1. Conforme art. 10 da Lei Estadual n. 12.069/2001, arts. 228 e 229 do RITJSC, e art. 10 da Lei n.
9.868/1999, a medida cautelar em ação direta de inconstitucionalidade, em regra, apenas pode ser concedida por
maioria absoluta do Órgão Especial, e com prévia oitiva dos órgãos ou das autoridades que expediram a lei ou o ato
normativo questionado. Também por esses dispositivo, admite-se que, no período de recesso ou quando não houver
expediente forense, a medida seja deferida por decisão monocrática do relator, ad referendum do Órgão Especial, e
sem a prévia oitiva dos órgãos ou das autoridades que expediram a lei ou o ato normativo impugnado.
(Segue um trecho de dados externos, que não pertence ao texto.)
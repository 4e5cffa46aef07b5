use crate::domain::notification::{AttemptOutcome, Channel, ContactInfo, NotificationAttempt, TemplateData};
use crate::messaging::{mask_phone, normalize_phone, MessageSender};
use crate::service::templates::{composite_message, confirmation_message};
use serde::Serialize;
use std::sync::Arc;
use thiserror::Error;

#[derive(Debug, Clone, PartialEq)]
pub struct Delivery {
    pub channel_used: Channel,
    pub message_id: String,
    pub fallback_used: bool,
}

#[derive(Debug, Clone, PartialEq, Error)]
pub enum DispatchError {
    #[error("no recipient phone")]
    NoRecipient,
    #[error("primary {primary_channel} failed ({primary_error}); fallback {fallback_channel} failed ({fallback_error})")]
    AllChannelsFailed {
        primary_channel: Channel,
        primary_error: String,
        fallback_channel: Channel,
        fallback_error: String,
    },
}

/// Flat view of a dispatch result for logs and API payloads.
#[derive(Debug, Clone, PartialEq, Serialize)]
pub struct DispatchSummary {
    pub success: bool,
    pub channel_used: Option<Channel>,
    pub message_id: Option<String>,
    pub error: Option<String>,
}

impl From<&Result<Delivery, DispatchError>> for DispatchSummary {
    fn from(result: &Result<Delivery, DispatchError>) -> Self {
        match result {
            Ok(d) => DispatchSummary {
                success: true,
                channel_used: Some(d.channel_used),
                message_id: Some(d.message_id.clone()),
                error: None,
            },
            Err(e) => DispatchSummary {
                success: false,
                channel_used: None,
                message_id: None,
                error: Some(e.to_string()),
            },
        }
    }
}

#[derive(Clone)]
pub struct NotificationDispatcher {
    pub sender: Arc<dyn MessageSender>,
    pub contact: ContactInfo,
    /// Digits prefixed to national numbers, e.g. "91".
    pub default_country_code: String,
}

impl NotificationDispatcher {
    /// Sends the composite message on `preferred`; on failure sends the short
    /// confirmation exactly once on the other channel. Never panics and never
    /// retries beyond that single fallback. A present phone that does not
    /// normalize is still attempted as entered, so the provider decides.
    pub async fn dispatch(
        &self,
        phone: Option<&str>,
        data: &TemplateData,
        preferred: Channel,
    ) -> Result<Delivery, DispatchError> {
        let Some(raw) = phone.map(str::trim).filter(|p| !p.is_empty()) else {
            tracing::info!(
                transaction_id = %data.transaction_id,
                "notification skipped: no phone"
            );
            return Err(DispatchError::NoRecipient);
        };
        let to = match normalize_phone(raw, &self.default_country_code) {
            Some(to) => to,
            None => {
                tracing::warn!(
                    transaction_id = %data.transaction_id,
                    recipient = %mask_phone(raw),
                    "phone does not normalize to E.164; sending as entered"
                );
                raw.to_string()
            }
        };

        let primary_body = composite_message(data, &self.contact);
        let primary_error = match self.attempt(&to, &primary_body, preferred, data).await {
            Ok(message_id) => {
                return Ok(Delivery {
                    channel_used: preferred,
                    message_id,
                    fallback_used: false,
                })
            }
            Err(e) => e,
        };

        let fallback = preferred.other();
        let fallback_body = confirmation_message(data);
        match self.attempt(&to, &fallback_body, fallback, data).await {
            Ok(message_id) => Ok(Delivery {
                channel_used: fallback,
                message_id,
                fallback_used: true,
            }),
            Err(fallback_error) => Err(DispatchError::AllChannelsFailed {
                primary_channel: preferred,
                primary_error,
                fallback_channel: fallback,
                fallback_error,
            }),
        }
    }

    async fn attempt(
        &self,
        to: &str,
        body: &str,
        channel: Channel,
        data: &TemplateData,
    ) -> Result<String, String> {
        let result = self.sender.send(to, body, channel).await;
        let outcome = match &result {
            Ok(sent) => AttemptOutcome::Success {
                message_id: sent.message_id.clone(),
            },
            Err(e) => AttemptOutcome::Failure {
                error: format!("{:#}", e),
            },
        };
        let attempt = NotificationAttempt {
            channel,
            recipient: mask_phone(to),
            template: data.clone(),
            outcome,
        };

        match &attempt.outcome {
            AttemptOutcome::Success { message_id } => {
                tracing::info!(
                    channel = %attempt.channel,
                    recipient = %attempt.recipient,
                    transaction_id = %attempt.template.transaction_id,
                    "notification sent, id {}",
                    message_id
                );
                Ok(message_id.clone())
            }
            AttemptOutcome::Failure { error } => {
                tracing::warn!(
                    channel = %attempt.channel,
                    recipient = %attempt.recipient,
                    transaction_id = %attempt.template.transaction_id,
                    "notification failed: {}",
                    error
                );
                Err(error.clone())
            }
        }
    }
}
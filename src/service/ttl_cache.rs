use std::collections::HashMap;
use std::hash::Hash;
use std::sync::{Arc, Mutex};
use std::time::{Duration, Instant};
use tokio::sync::RwLock;

pub trait Clock: Send + Sync {
    fn now(&self) -> Instant;
}

#[derive(Debug, Default, Clone, Copy)]
pub struct SystemClock;

impl Clock for SystemClock {
    fn now(&self) -> Instant {
        Instant::now()
    }
}

/// Clock that only moves when told to.
#[derive(Debug, Clone)]
pub struct ManualClock {
    now: Arc<Mutex<Instant>>,
}

impl ManualClock {
    pub fn new() -> Self {
        Self {
            now: Arc::new(Mutex::new(Instant::now())),
        }
    }

    pub fn advance(&self, by: Duration) {
        if let Ok(mut now) = self.now.lock() {
            *now += by;
        }
    }
}

impl Default for ManualClock {
    fn default() -> Self {
        Self::new()
    }
}

impl Clock for ManualClock {
    fn now(&self) -> Instant {
        self.now.lock().map(|n| *n).unwrap_or_else(|_| Instant::now())
    }
}

/// Shared key/value cache. Entries expire `ttl` after being set; expired
/// entries are dropped on read of that key and swept on every `set`.
#[derive(Clone)]
pub struct TtlCache<K, V> {
    inner: Arc<RwLock<HashMap<K, (Instant, V)>>>,
    ttl: Duration,
    clock: Arc<dyn Clock>,
}

impl<K, V> TtlCache<K, V>
where
    K: Eq + Hash + Clone,
    V: Clone,
{
    pub fn new(ttl: Duration, clock: Arc<dyn Clock>) -> Self {
        Self {
            inner: Arc::new(RwLock::new(HashMap::new())),
            ttl,
            clock,
        }
    }

    pub async fn get(&self, key: &K) -> Option<V> {
        let now = self.clock.now();
        {
            let read = self.inner.read().await;
            match read.get(key) {
                Some((stored_at, value)) if now.duration_since(*stored_at) <= self.ttl => {
                    return Some(value.clone())
                }
                Some(_) => {}
                None => return None,
            }
        }

        let mut write = self.inner.write().await;
        if let Some((stored_at, _)) = write.get(key) {
            if now.duration_since(*stored_at) > self.ttl {
                write.remove(key);
            }
        }
        None
    }

    /// Inserts `value` and sweeps every expired entry, so keys that are
    /// never read again still leave the map.
    pub async fn set(&self, key: K, value: V) {
        let now = self.clock.now();
        let ttl = self.ttl;
        let mut write = self.inner.write().await;
        write.retain(|_, (stored_at, _)| now.duration_since(*stored_at) <= ttl);
        write.insert(key, (now, value));
    }

    pub async fn delete(&self, key: &K) -> bool {
        self.inner.write().await.remove(key).is_some()
    }

    pub async fn clear(&self) {
        self.inner.write().await.clear();
    }

    pub async fn len(&self) -> usize {
        self.inner.read().await.len()
    }

    pub async fn is_empty(&self) -> bool {
        self.inner.read().await.is_empty()
    }
}
use crate::AppState;
use axum::extract::State;
use axum::response::IntoResponse;
use axum::Json;

pub async fn readiness(State(state): State<AppState>) -> impl IntoResponse {
    let db_ok = state.payment_service.store.ping().await.is_ok();

    let redis_ok = async {
        if let Ok(mut conn) = state.redis_client.get_multiplexed_async_connection().await {
            let pong: redis::RedisResult<String> = redis::cmd("PING").query_async(&mut conn).await;
            return pong.is_ok();
        }
        false
    }
    .await;

    // redis only backs rate limiting, which fails open
    let ok = db_ok;
    let status = if ok {
        axum::http::StatusCode::OK
    } else {
        axum::http::StatusCode::SERVICE_UNAVAILABLE
    };

    (
        status,
        Json(serde_json::json!({
            "ready": ok,
            "db": db_ok,
            "redis": redis_ok,
            "gateway": state.payment_service.gateway.name(),
            "messaging": state.payment_service.dispatcher.sender.name()
        })),
    )
        .into_response()
}

pub async fn liveness() -> impl IntoResponse {
    (axum::http::StatusCode::OK, Json(serde_json::json!({"alive": true}))).into_response()
}

pub async fn config_status(State(state): State<AppState>) -> impl IntoResponse {
    (axum::http::StatusCode::OK, Json(state.config.status())).into_response()
}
Não obstante, o STF, com base no poder geral de cautela, tem admitido a concessão de medida
cautelar pelo relator da ação direta de inconstitucionalidade, "ad referendum" do órgão competente para o
julgamento do mérito (Órgão Especial), nos casos de "urgência qualificada e dos riscos objetivamente
comprovados de efeitos de desfazimento dificultoso" (STF - ADI n. 4.307/DF, Relatora Ministra Cármen Lúcia,
DJe de 14/4/2010). No mesmo sentido: ADI n. 7.195-MC/DF, decisão proferida pelo Ministro Luiz Fux, DJe de
10/2/2023; ADI n. 6.169/PE, Rel. Ministro Celso do Mello, DJe de 6/12/2019; ADI n. 6.004/DF, Rel. Ministro
Ricardo Lewandowski, DJe de 1º/2/2019.
Desta Corte colhe-se no mesmo sentido: ADI n. 5071218-91.2022.8.24.0000, Rel. Des. Jorge Luiz de
Borba, decisão de 16/12/2022; ADI n. 5002424-18.2022.8.24.0000, Rel. Des. Francisco José Rodrigues de Oliveira
Neto, decisão de 22/2/2022; ADI n. 5008807-75.2023.8.24.0000, Rel. Des. Jaime Ramos, decisão de 23/2/2023.
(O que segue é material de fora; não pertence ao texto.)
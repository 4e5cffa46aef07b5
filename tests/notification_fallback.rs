mod support;

use bizcivitas_payments::domain::notification::{Channel, TemplateData};
use bizcivitas_payments::messaging::mock::MockSender;
use bizcivitas_payments::service::notification_dispatcher::{DispatchError, DispatchSummary, NotificationDispatcher};
use std::sync::Arc;

fn dispatcher(sender: &MockSender) -> NotificationDispatcher {
    NotificationDispatcher {
        sender: Arc::new(sender.clone()),
        contact: support::contact(),
        default_country_code: "91".to_string(),
    }
}

fn data(paid_for: &str) -> TemplateData {
    TemplateData {
        name: "Asha Rao".to_string(),
        amount: 8259.0,
        paid_for: Some(paid_for.to_string()),
        transaction_id: "pay_1".to_string(),
    }
}

#[tokio::test]
async fn primary_success_sends_one_composite_message() {
    let sender = MockSender::new();
    let delivery = dispatcher(&sender)
        .dispatch(Some("98765 43210"), &data("Core Membership"), Channel::Whatsapp)
        .await
        .unwrap();

    assert_eq!(delivery.channel_used, Channel::Whatsapp);
    assert!(!delivery.fallback_used);
    let messages = sender.messages();
    assert_eq!(messages.len(), 1);
    assert_eq!(messages[0].to, "+919876543210");
    assert!(messages[0].body.contains("Your membership includes"));
    assert!(messages[0].body.contains("info@bizcivitas.com"));
}

#[tokio::test]
async fn fallback_uses_the_other_channel_whichever_is_preferred() {
    for preferred in [Channel::Whatsapp, Channel::Sms] {
        let sender = MockSender::failing_on(&[preferred]);
        let delivery = dispatcher(&sender)
            .dispatch(Some("9876543210"), &data("Core Membership"), preferred)
            .await
            .unwrap();

        assert_eq!(delivery.channel_used, preferred.other());
        assert!(delivery.fallback_used);
        let summary = DispatchSummary::from(&Ok(delivery));
        assert!(summary.success);
        assert_eq!(summary.channel_used, Some(preferred.other()));
    }
}

#[tokio::test]
async fn exactly_one_fallback_attempt_when_everything_fails() {
    let sender = MockSender::failing_on(&[Channel::Whatsapp, Channel::Sms]);
    let result = dispatcher(&sender)
        .dispatch(Some("9876543210"), &data("Core Membership"), Channel::Whatsapp)
        .await;

    match &result {
        Err(DispatchError::AllChannelsFailed {
            primary_channel,
            fallback_channel,
            ..
        }) => {
            assert_eq!(*primary_channel, Channel::Whatsapp);
            assert_eq!(*fallback_channel, Channel::Sms);
        }
        other => panic!("unexpected result: {:?}", other),
    }
    assert_eq!(sender.messages().len(), 2);

    let summary = DispatchSummary::from(&result);
    assert!(!summary.success);
    assert!(summary.error.unwrap().contains("unavailable"));
}

#[tokio::test]
async fn absent_or_blank_phone_is_skipped() {
    let sender = MockSender::new();
    let d = dispatcher(&sender);

    for phone in [None, Some(""), Some("   ")] {
        let result = d.dispatch(phone, &data("Core Membership"), Channel::Whatsapp).await;
        assert_eq!(result, Err(DispatchError::NoRecipient));
    }
    assert!(sender.messages().is_empty());
}

#[tokio::test]
async fn unnormalizable_phone_is_still_attempted_as_entered() {
    let sender = MockSender::failing_on(&[Channel::Whatsapp]);
    let delivery = dispatcher(&sender)
        .dispatch(Some(" 12345 "), &data("Core Membership"), Channel::Whatsapp)
        .await
        .unwrap();

    assert_eq!(delivery.channel_used, Channel::Sms);
    assert!(delivery.fallback_used);
    let messages = sender.messages();
    assert_eq!(messages.len(), 2);
    assert!(messages.iter().all(|m| m.to == "12345"));
    assert_eq!(messages[0].channel, Channel::Whatsapp);
}

#[tokio::test]
async fn national_numbers_use_the_configured_country_code() {
    let sender = MockSender::new();
    let d = NotificationDispatcher {
        default_country_code: "1".to_string(),
        ..dispatcher(&sender)
    };
    d.dispatch(Some("415 555 0100"), &data("Core Membership"), Channel::Sms)
        .await
        .unwrap();
    assert_eq!(sender.messages()[0].to, "+14155550100");
}

#[tokio::test]
async fn event_wording_is_case_insensitive() {
    let sender = MockSender::new();
    dispatcher(&sender)
        .dispatch(Some("9876543210"), &data("Annual Gala EvEnT"), Channel::Sms)
        .await
        .unwrap();
    let body = &sender.messages()[0].body;
    assert!(body.contains("Make the most of the event"));
    assert!(!body.contains("Your membership includes"));
}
Nesse contexto, havendo urgência qualificada, mesmo quando não se estiver em período de recesso
ou mesmo quando o pleito for requerido durante o expediente forense, o relator pode conceder medida cautelar em
ação direta de inconstitucionalidade, sem a prévia oitiva dos órgãos ou das autoridades que expediram a lei ou o ato
normativo impugnado, "ad referendum" do Órgão Especial em sessão seguinte.
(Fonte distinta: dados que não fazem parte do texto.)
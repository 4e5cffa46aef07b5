use crate::domain::notification::Channel;
use crate::domain::payment::{CreateOrderRequest, CreateOrderResponse, PaymentRecord, VerifyPaymentRequest};
use crate::gateways::{GatewayOrder, GatewayOrderRequest, PaymentGateway, MAX_NOTE_LEN};
use crate::repo::payments_repo::{InsertOutcome, PaymentStore};
use crate::service::notification_dispatcher::{Delivery, DispatchError, DispatchSummary, NotificationDispatcher};
use crate::service::record_builder;
use crate::service::ttl_cache::TtlCache;
use crate::signature;
use anyhow::{anyhow, Context};
use axum::http::StatusCode;
use std::sync::Arc;
use std::time::Duration;
use thiserror::Error;

/// Razorpay rejects orders below one rupee.
const MIN_AMOUNT_MINOR: i64 = 100;
const MAX_RECEIPT_LEN: usize = 40;

#[derive(Debug, Error)]
pub enum VerificationError {
    #[error("Missing required payment fields: {0}")]
    MissingFields(String),
    #[error("Invalid signature")]
    InvalidSignature,
    #[error("gateway lookup failed: {0:#}")]
    Gateway(anyhow::Error),
    #[error("payment store failed: {0:#}")]
    Store(anyhow::Error),
}

impl VerificationError {
    pub fn status(&self) -> StatusCode {
        match self {
            Self::MissingFields(_) | Self::InvalidSignature => StatusCode::BAD_REQUEST,
            Self::Gateway(_) | Self::Store(_) => StatusCode::INTERNAL_SERVER_ERROR,
        }
    }

    /// Message safe to return to the browser. Internal detail stays in logs.
    pub fn public_message(&self) -> String {
        match self {
            Self::MissingFields(_) | Self::InvalidSignature => self.to_string(),
            Self::Gateway(_) | Self::Store(_) => "Payment verification failed".to_string(),
        }
    }
}

#[derive(Debug, Error)]
pub enum CreateOrderError {
    #[error("{0}")]
    Invalid(String),
    #[error("order creation failed: {0:#}")]
    Gateway(anyhow::Error),
}

impl CreateOrderError {
    pub fn status(&self) -> StatusCode {
        match self {
            Self::Invalid(_) => StatusCode::BAD_REQUEST,
            Self::Gateway(_) => StatusCode::INTERNAL_SERVER_ERROR,
        }
    }

    pub fn public_message(&self) -> String {
        match self {
            Self::Invalid(msg) => msg.clone(),
            Self::Gateway(_) => "Failed to create order".to_string(),
        }
    }
}

#[derive(Debug)]
pub struct VerificationReport {
    pub record: PaymentRecord,
    pub insert: InsertOutcome,
    /// `None` when an earlier request already handled the notification.
    pub notification: Option<Result<Delivery, DispatchError>>,
}

#[derive(Clone)]
pub struct PaymentService {
    pub gateway: Arc<dyn PaymentGateway>,
    pub store: Arc<dyn PaymentStore>,
    pub dispatcher: NotificationDispatcher,
    pub order_cache: TtlCache<String, GatewayOrder>,
    pub key_id: String,
    pub key_secret: String,
    pub primary_channel: Channel,
    pub store_timeout: Duration,
}

impl PaymentService {
    pub async fn create_order(&self, req: CreateOrderRequest) -> Result<CreateOrderResponse, CreateOrderError> {
        if !req.amount.is_finite() || req.amount <= 0.0 {
            return Err(CreateOrderError::Invalid("Amount must be a positive number".to_string()));
        }
        let amount_minor = (req.amount * 100.0).round() as i64;
        if amount_minor < MIN_AMOUNT_MINOR {
            return Err(CreateOrderError::Invalid("Amount must be at least 1.00".to_string()));
        }

        let currency = req
            .currency
            .as_deref()
            .map(str::trim)
            .filter(|c| !c.is_empty())
            .unwrap_or("INR")
            .to_uppercase();
        if currency.len() != 3 || !currency.chars().all(|c| c.is_ascii_alphabetic()) {
            return Err(CreateOrderError::Invalid("Currency must be a 3-letter code".to_string()));
        }

        let receipt = req
            .receipt
            .as_deref()
            .map(str::trim)
            .filter(|r| !r.is_empty())
            .map(|r| r.chars().take(MAX_RECEIPT_LEN).collect::<String>())
            .unwrap_or_else(|| format!("rcpt_{}", uuid::Uuid::new_v4().simple()));

        let order = self
            .gateway
            .create_order(GatewayOrderRequest {
                amount_minor,
                currency,
                receipt,
                notes: req.notes.normalized(MAX_NOTE_LEN),
            })
            .await
            .map_err(|e| {
                tracing::error!("{} order creation failed: {:#}", self.gateway.name(), e);
                CreateOrderError::Gateway(e)
            })?;

        tracing::info!(order_id = %order.id, amount_minor = order.amount, "order created");
        self.order_cache.set(order.id.clone(), order.clone()).await;

        Ok(CreateOrderResponse {
            success: true,
            order_id: order.id,
            amount: order.amount,
            currency: order.currency,
            key_id: self.key_id.clone(),
        })
    }

    /// verify -> fetch -> build -> store -> notify, strictly in that order.
    pub async fn verify(&self, req: VerifyPaymentRequest) -> Result<VerificationReport, VerificationError> {
        let order_id = req.razorpay_order_id.trim();
        let payment_id = req.razorpay_payment_id.trim();
        let supplied = req.razorpay_signature.trim();

        let missing: Vec<&str> = [
            ("razorpay_order_id", order_id),
            ("razorpay_payment_id", payment_id),
            ("razorpay_signature", supplied),
        ]
        .into_iter()
        .filter(|(_, v)| v.is_empty())
        .map(|(k, _)| k)
        .collect();
        if !missing.is_empty() {
            return Err(VerificationError::MissingFields(missing.join(", ")));
        }

        if self.key_secret.trim().is_empty() {
            return Err(self.gateway_failure(anyhow!("gateway key secret is not configured")));
        }
        if !signature::verify(order_id, payment_id, supplied, &self.key_secret) {
            tracing::warn!(order_id, payment_id, "signature mismatch");
            return Err(VerificationError::InvalidSignature);
        }

        let payment = self
            .gateway
            .fetch_payment(payment_id)
            .await
            .map_err(|e| self.gateway_failure(e))?;
        if let Some(paid_order) = payment.order_id.as_deref() {
            if paid_order != order_id {
                return Err(self.gateway_failure(anyhow!(
                    "payment {} belongs to order {}, not {}",
                    payment_id,
                    paid_order,
                    order_id
                )));
            }
        }
        let order = self
            .order(order_id)
            .await
            .map_err(|e| self.gateway_failure(e))?;

        let record = record_builder::build(&payment, &order);

        let insert = self
            .with_store_timeout("insert", self.store.insert(&record))
            .await
            .map_err(|e| {
                tracing::error!(payment_id, "payment store failed: {:#}", e);
                VerificationError::Store(e)
            })?;
        match insert {
            InsertOutcome::Inserted => {
                tracing::info!(payment_id, order_id, amount = record.amount, "payment recorded")
            }
            InsertOutcome::Duplicate => tracing::info!(payment_id, "payment already recorded"),
        }

        // An earlier request may have committed the row and then failed before
        // notifying, so a duplicate still notifies unless someone claimed it.
        let claimed = self
            .with_store_timeout("notification claim", self.store.claim_notification(payment_id))
            .await
            .map_err(|e| {
                tracing::error!(payment_id, "notification claim failed: {:#}", e);
                VerificationError::Store(e)
            })?;
        if !claimed {
            tracing::info!(payment_id, "notification already handled; skipping");
            return Ok(VerificationReport {
                record,
                insert,
                notification: None,
            });
        }

        let data = record_builder::template_data(&record);
        let notification = self
            .dispatcher
            .dispatch(record.phone.as_deref(), &data, self.primary_channel)
            .await;
        let summary = DispatchSummary::from(&notification);
        match &notification {
            Ok(delivery) if delivery.fallback_used => {
                tracing::warn!(payment_id, "notification delivered via fallback: {:?}", summary)
            }
            Ok(_) => tracing::info!(payment_id, "notification delivered: {:?}", summary),
            Err(DispatchError::NoRecipient) => {}
            Err(_) => tracing::error!(payment_id, "notification failed on all channels: {:?}", summary),
        }

        Ok(VerificationReport {
            record,
            insert,
            notification: Some(notification),
        })
    }

    async fn order(&self, order_id: &str) -> anyhow::Result<GatewayOrder> {
        let key = order_id.to_string();
        if let Some(order) = self.order_cache.get(&key).await {
            return Ok(order);
        }
        let order = self.gateway.fetch_order(order_id).await?;
        self.order_cache.set(key, order.clone()).await;
        Ok(order)
    }

    async fn with_store_timeout<T>(
        &self,
        what: &str,
        call: impl std::future::Future<Output = anyhow::Result<T>>,
    ) -> anyhow::Result<T> {
        tokio::time::timeout(self.store_timeout, call)
            .await
            .map_err(|_| anyhow!("{} timed out after {}ms", what, self.store_timeout.as_millis()))?
            .with_context(|| format!("{} failed", what))
    }

    fn gateway_failure(&self, e: anyhow::Error) -> VerificationError {
        tracing::error!("{} lookup failed: {:#}", self.gateway.name(), e);
        VerificationError::Gateway(e)
    }
}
O caso, a meu ver, enquadra-se como urgência qualificada na medida em que a norma ora
questionada tem amplo alcance que ainda não pode ser mensurado, uma vez que concede isenção do IPTU
incidente sobre uma gama de imóveis no território do município de Criciúma. Desse modo, caso a suspensão da
norma seja deferida apenas em sessão do Órgão Especial, evidente a dificuldade de desfazimento dos seus efeitos
já produzidos.
Art. 1º Ficam isentos do Imposto Predial e Territorial Urbano (IPTU) os imóveis de propriedade das entidades de
prática desportiva sem fins lucrativos estabelecidas pela Lei nº 9615/98, quando utilizados no exercício de suas
atividades, desde que as entidades, comprovadamente, preencham os seguintes requisitos de forma cumulativa:
§ 1° As isenções mencionadas neste artigo dependem de requerimento anual instruído, no mínimo, com os seguintes
documentos:
V – Declaração, devidamente assinada pelo presidente da associação, afirmando que a entidade mantém escrituração
de suas receitas e despesas em livros revestidos de formalidades capazes de assegurar sua exatidão;
Art. 2° As entidades de prática desportiva devem comprovar sua filiação a, no mínimo, uma entidade estadual ou
federal de administração do desporto de modalidade olímpica.
Parágrafo único. É requisito imprescindível que a associação possua, no mínimo, 05 (cinco) anos de fundação e regular
exercício sem suspensão de atividades
Art. 3° As entidades de prática desportiva devem executar projeto de cunho assistencialista e educacional, prestando
serviços à comunidade em geral, em caráter complementar às atividades do estado, sem fins lucrativos.
Art. 4º A isenção concedida nos termos desta Lei não exonera os beneficiários do cumprimento das obrigações
acessórias a que estão sujeitos.
Art. 5° É vedada, em qualquer caso, a restituição de importâncias recolhidas, a qualquer desses títulos.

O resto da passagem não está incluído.